1.3 OBJECTIVES OF THE STUDY
The aim of this study is to know the implication of nutrition on maternal child health among pregnant women in Alimosho Local Government area as a case study. In achieving this, the following will be looked into;
1. To find out the role of nutrition in pregnancy.
2. Which diet and lifestyle habit contribute to a successful pregnancy outcome.
3. To understand the changes, that occurs m the body during pregnancy and the nutrient needed.
4. The view of respondents as regards the need for nutrition in pregnancy.
5. To plan an adequate balanced diet for the pregnant women.
1.4 SIGNIFICANCE OF STUDY
This research work will focus on the effects' of nutrition in pregnancy among pregnant women in Alimosho Local Government area, the findings will lead to the understanding of the factors that promote successful pregnancy outcome and the extent to which these factors contribute to the welfare of the infants, it will also trace the events of prenatal development that transform sperm and egg into a living breathing human begin. Base on this, the medical institution will derive very useful benefit from the findings of this study and available recommendations will be made. Secondly, this study will show an insight to the limiting factors which act as nutritional deficiency to infants' development and health. The study also highlights the importances of nutrition in pregnancy and how it leads to successful delivery. Finally, this research work will help to generally contribute to existing literature work on nutrition in pregnancy.

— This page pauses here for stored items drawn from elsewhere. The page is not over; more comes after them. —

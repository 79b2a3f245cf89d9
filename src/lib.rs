pub mod config;
pub mod editor;
pub mod engine;
pub mod input;
pub mod session;

pub use config::{ConfigError, EditorConfig, WrapPair};
pub use editor::{History, HistoryEntry, Snapshot};
pub use engine::{Clock, EditorSink, Engine, Outcome, SystemClock};
pub use input::{Command, Key, KeyInput, Modifiers, Platform};
pub use session::Session;
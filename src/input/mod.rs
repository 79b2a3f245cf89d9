mod keys;
mod resolver;

pub use keys::*;
pub use resolver::*;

1.5 SCOPE AND DELIMITATION OF STUDY
This study is restricted to pregnant women in Alimosho Local Government Area of Lagos State. However, the major limitations of this study are time and financial constraint in carrying out the research.
1.6 DEFINITION OF TERMS
Nutrition: The process by which living things receive the food necessary for them to grow and be healthy.
Pregnancy: The state of being pregnant of a woman or female animal having a baby or young animal developing inside her or its body.
Implication: A possible effect or result of an action or a decision.
Health: The condition of a person's body or mind.
Maternal: having feelings that are typical of a caring mother towards a child.
Child: A young human being who is not yet an adult, an unborn child or three years old.
Hospital: A large building where people who are ill, sick and injured are given medical treatment and care.